Has the exponentiation of ordinals a nice geometric model?

Question

It is well known that the sum $\alpha+\beta$ of two ordinals $\alpha,\beta$ can be defined "geometrically" as the order type of the sum $(\{0\}\times \alpha)\cup(\{1\}\times\beta)$ endowed with the lexicographic order.

Also the product $\alpha\cdot\beta$ of ordinals $\alpha,\beta$ is the order type of the Cartesian product $\beta\times\alpha$ endowed with the lexicographic order.

What about the exponentiation of ordinals?
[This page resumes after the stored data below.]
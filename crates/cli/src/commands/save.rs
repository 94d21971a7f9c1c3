use std::path::{Path, PathBuf};
use std::process::ExitCode;
use std::sync::Arc;

use clap::Args;
use futures::StreamExt;
use tracing::warn;

use harbor_core::{DownloadCommand, DownloadFailReason, HarborError};
use harbor_datauri::DataUriParser;
use harbor_downloads::{
    DataUriDownloader, DownloadCallback, DownloadError, FileDownloadCallback, LogPixel,
};
use harbor_store_memory::MemoryDownloadsRepository;
use harbor_toggles::FeatureToggleCache;

use crate::OutputFormat;

/// Toggle that gates saving `data:` URIs; enabled unless configured off.
pub const DATA_URI_DOWNLOADS: &str = "data_uri_downloads";

#[derive(Args, Debug)]
pub struct SaveArgs {
    /// The `data:` URI to save.
    pub uri: String,

    /// Directory to write into. Overrides `downloads.directory`.
    #[arg(long)]
    pub dir: Option<PathBuf>,
}

#[derive(Debug)]
pub enum SaveOutcome {
    Saved(PathBuf),
    Failed(DownloadError),
    /// The `data_uri_downloads` toggle is off.
    Disabled,
}

/// Commands the consumer received, plus how the save ended.
#[derive(Debug)]
pub struct SaveReport {
    pub commands: Vec<DownloadCommand>,
    pub outcome: SaveOutcome,
}

pub async fn save(
    parser: DataUriParser,
    toggles: &FeatureToggleCache,
    directory: &Path,
    uri: &str,
) -> anyhow::Result<SaveReport> {
    let callback = Arc::new(FileDownloadCallback::new(
        Arc::new(MemoryDownloadsRepository::new()),
        Arc::new(LogPixel),
    ));
    let consumer = tokio::spawn(callback.commands().collect::<Vec<DownloadCommand>>());

    let outcome = if toggles.is_enabled(DATA_URI_DOWNLOADS, true) {
        let downloader = DataUriDownloader::new(parser, callback.clone());
        match downloader.download(uri, directory).await {
            Ok(path) => SaveOutcome::Saved(path),
            Err(e) => SaveOutcome::Failed(e),
        }
    } else {
        warn!(toggle = DATA_URI_DOWNLOADS, "data uri downloads are disabled");
        callback
            .on_failure(None, Some(uri), DownloadFailReason::UnsupportedUrlType)
            .await;
        SaveOutcome::Disabled
    };

    // Closes the channel so the consumer drains and finishes.
    drop(callback);
    let commands = consumer.await?;
    Ok(SaveReport { commands, outcome })
}

pub async fn run(
    parser: DataUriParser,
    toggles: &FeatureToggleCache,
    directory: &Path,
    args: &SaveArgs,
    format: &OutputFormat,
) -> anyhow::Result<ExitCode> {
    let report = save(parser, toggles, directory, &args.uri).await?;

    for command in &report.commands {
        match format {
            OutputFormat::Json => println!("{}", serde_json::to_string(command)?),
            OutputFormat::Text => println!("{}", describe(command)),
        }
    }

    match report.outcome {
        SaveOutcome::Saved(path) => {
            if matches!(format, OutputFormat::Text) {
                println!("Saved to {}", path.display());
            }
            Ok(ExitCode::SUCCESS)
        }
        SaveOutcome::Failed(e) => Err(HarborError::from(e).into()),
        SaveOutcome::Disabled => Ok(ExitCode::FAILURE),
    }
}

fn describe(command: &DownloadCommand) -> String {
    let text = command.message_id().default_text();
    match command {
        DownloadCommand::ShowDownloadStartedMessage { file_name, .. }
        | DownloadCommand::ShowDownloadSuccessMessage { file_name, .. } => {
            format!("{text}: {file_name}")
        }
        DownloadCommand::ShowDownloadFailedMessage {
            show_enable_download_manager_action: true,
            ..
        } => format!("{text} (enable the download manager to retry)"),
        DownloadCommand::ShowDownloadFailedMessage { .. } => text.to_owned(),
    }
}

#[cfg(test)]
mod tests {
    use harbor_core::MessageId;
    use harbor_toggles::{InMemoryRemoteFeatureTogglesRepository, RemoteFeatureToggle};

    use super::*;

    async fn toggles(features: &[(&str, bool)]) -> FeatureToggleCache {
        let repository = InMemoryRemoteFeatureTogglesRepository::new(
            features
                .iter()
                .map(|(name, enabled)| RemoteFeatureToggle::new(*name, *enabled)),
        );
        let cache = FeatureToggleCache::new(Arc::new(repository));
        cache.update_feature_toggles().await.unwrap();
        cache
    }

    #[tokio::test]
    async fn disabled_toggle_reports_unsupported_and_writes_nothing() {
        let toggles = toggles(&[(DATA_URI_DOWNLOADS, false)]).await;
        let dir = tempfile::tempdir().unwrap();
        let target = dir.path().join("out");

        let report = save(
            DataUriParser::default(),
            &toggles,
            &target,
            "data:text/plain,hello",
        )
        .await
        .unwrap();

        assert!(matches!(report.outcome, SaveOutcome::Disabled));
        assert_eq!(
            report.commands,
            vec![DownloadCommand::ShowDownloadFailedMessage {
                message_id: DownloadFailReason::UnsupportedUrlType.message_id(),
                show_notification: false,
                show_enable_download_manager_action: false,
            }]
        );
        assert!(!target.exists());
    }

    #[tokio::test]
    async fn toggle_defaults_to_enabled() {
        let toggles = toggles(&[]).await;
        let dir = tempfile::tempdir().unwrap();

        let report = save(
            DataUriParser::default(),
            &toggles,
            dir.path(),
            "data:text/plain,hello",
        )
        .await
        .unwrap();

        let SaveOutcome::Saved(path) = report.outcome else {
            panic!("expected a saved file, got {:?}", report.outcome);
        };
        assert_eq!(tokio::fs::read(&path).await.unwrap(), b"hello");
        let last = report.commands.last().unwrap();
        assert_eq!(last.message_id(), MessageId::DownloadFinished);
    }

    #[tokio::test]
    async fn invalid_uri_is_a_failed_save() {
        let toggles = toggles(&[(DATA_URI_DOWNLOADS, true)]).await;
        let dir = tempfile::tempdir().unwrap();

        let report = save(DataUriParser::default(), &toggles, dir.path(), "nope")
            .await
            .unwrap();

        assert!(matches!(
            report.outcome,
            SaveOutcome::Failed(DownloadError::InvalidDataUri)
        ));
        assert_eq!(report.commands.len(), 1);
        assert_eq!(report.commands[0].message_id(), MessageId::DownloadGenericError);
    }

    #[test]
    fn describes_each_command_kind() {
        let started = DownloadCommand::ShowDownloadStartedMessage {
            message_id: MessageId::DownloadStarted,
            show_notification: true,
            file_name: "a.png".into(),
        };
        assert_eq!(describe(&started), "Download started: a.png");

        let failed = DownloadCommand::ShowDownloadFailedMessage {
            message_id: MessageId::DownloadManagerDisabledError,
            show_notification: true,
            show_enable_download_manager_action: true,
        };
        assert!(describe(&failed).ends_with("(enable the download manager to retry)"));
    }
}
Does $\alpha^\beta$ have some nice "geometric'' or combinatorial model?

Maybe as some set of (partial) functions endowed with a suitable well-order?

Answer 1

Ordinal exponentiation is a special case of linear order exponentiation. For any linear order $L$, element $a\in L$, and ordinal $\beta$ we can define the $\beta$th power of $L$ at $a$, which I'll call "$L_a^\beta$," as the set of functions $f:\beta\rightarrow L$ such that all but finitely many $\alpha\in\beta$ have $f(\alpha)=a$. The ordering on this set is given by looking at the last point of difference: $$f\trianglelefteq g\iff f=g\mbox{ or } f(\max\{x:f(x)\not=g(x)\})<g(\max\{x:f(x)\not=g(x)\}).$$

For ordinals $\alpha,\beta$ we have $\alpha^\beta=\alpha_0^\beta$. Rosenstein's book treats this in some detail (and is generally an awesome book all-around - it's a huge tragedy that it's so hard to find).

What I like about this definition is that it very nicely complements the definition of cardinal exponentiation: they start with the same basic idea of counting functions between sets, but ordinal exponentiation is the "finite support" version.